The more mundane brushes with fate were likelier. Laird knew that. He'd learned, just by looking, not to kayak in the bay near the Elk River Slough spit where choppy fast waves broke constantly. But early on in his adventure, while walking the shore of Arcata Bay, he got his leg trapped under a big chunk of rip rap. The tide was rising. He'd left his cell phone, which was broken anyway, at home. He hadn't told anyone where he was going. Twisting his foot painfully, he finally broke free. One time, his kayak got stuck in the eel grass, and another time he almost tipped over when it rammed under the submerged, rotting pilings of a long-ago industrial dock. He got a new phone and began carrying a stick and telling his wife where he was going. An ounce of prevention.

All around him, however, were reminders of failed endeavors.
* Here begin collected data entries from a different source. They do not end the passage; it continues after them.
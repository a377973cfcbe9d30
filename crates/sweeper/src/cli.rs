use clap::{ArgAction, Parser, ValueEnum};
use std::path::PathBuf;

/// Prune old release directories under a retention policy.
///
/// Only directories holding a `.cleanup-authorisation` manifest are touched.
#[derive(Parser, Debug)]
#[command(name = "sweeper", version, long_about = None)]
pub struct Cli {
    /// Directories to clean, in addition to the targets listed in the config file
    #[arg(value_name = "DIRECTORY")]
    pub directories: Vec<PathBuf>,

    /// Only report what would be removed (default: true)
    #[arg(long, env = "SWEEPER_DRY_RUN", value_name = "BOOL", action = ArgAction::Set)]
    pub dry_run: Option<bool>,

    /// Entries modified before local midnight this many days ago may be removed (default: 10)
    #[arg(long, env = "SWEEPER_OLDER_THAN", value_name = "DAYS")]
    pub older_than: Option<u32>,

    /// Maximum number of entries to keep (default: 15)
    #[arg(long, env = "SWEEPER_KEEP_MAX", value_name = "COUNT")]
    pub keep_max: Option<usize>,

    /// Minimum number of entries to keep (default: 5)
    #[arg(long, env = "SWEEPER_KEEP_MIN", value_name = "COUNT")]
    pub keep_min: Option<usize>,

    /// Pattern used when a manifest is empty (repeatable, default: -S-)
    #[arg(long = "pattern", value_name = "SUBSTRING", allow_hyphen_values = true)]
    pub patterns: Vec<String>,

    /// Config file (default: ./sweeper.toml when present)
    #[arg(long, env = "SWEEPER_CONFIG", value_name = "PATH")]
    pub config: Option<PathBuf>,

    #[arg(long, value_enum, default_value_t = LogFormat::Text)]
    pub log_format: LogFormat,
}

#[derive(Debug, Clone, Copy, PartialEq, Eq, ValueEnum)]
pub enum LogFormat {
    Text,
    Json,
}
The pelican skulls. Homeless camps. Stranded cypress stumps and rotted pilings. Railroad tracks dangling above an eroded shore. Eureka's industrial decay and North Spit's dead mills and dissipating dwellings. Out on the tip of South Spit one day, on a pretty sandy beach amid fragrant yellow lupine, Laird could feel the threat. The ocean roared, too close. Nobody was around. He'd have 10 minutes to get off the spit if the big wave was coming; not a chance he'd make it.

Or maybe he and the rest of us had another 50 or 100 years -- maybe more if the climate change predictions don't pan out -- to think about what the ocean could do to us, our lives and the land around us. He hoped people would choose to think about it, and then make a plan. He also hoped that, fast- or slow-swamping scenarios aside, they'd get out into their world and get to know it, like he was. Walk at low tide along the strangely exotic base of the bluffs in South Bay. Or choose a cloud-dotted day, get in the kayak, and paddle up a channel into the middle of Arcata Bay as the tide is just beginning to rise. The water will be about an inch deep. There will be no waves. The clouds will be beautiful, and they'll be above and below, as the sky merges with its reflection in the shallow water and makes one, big, blue-and-white seamless dome.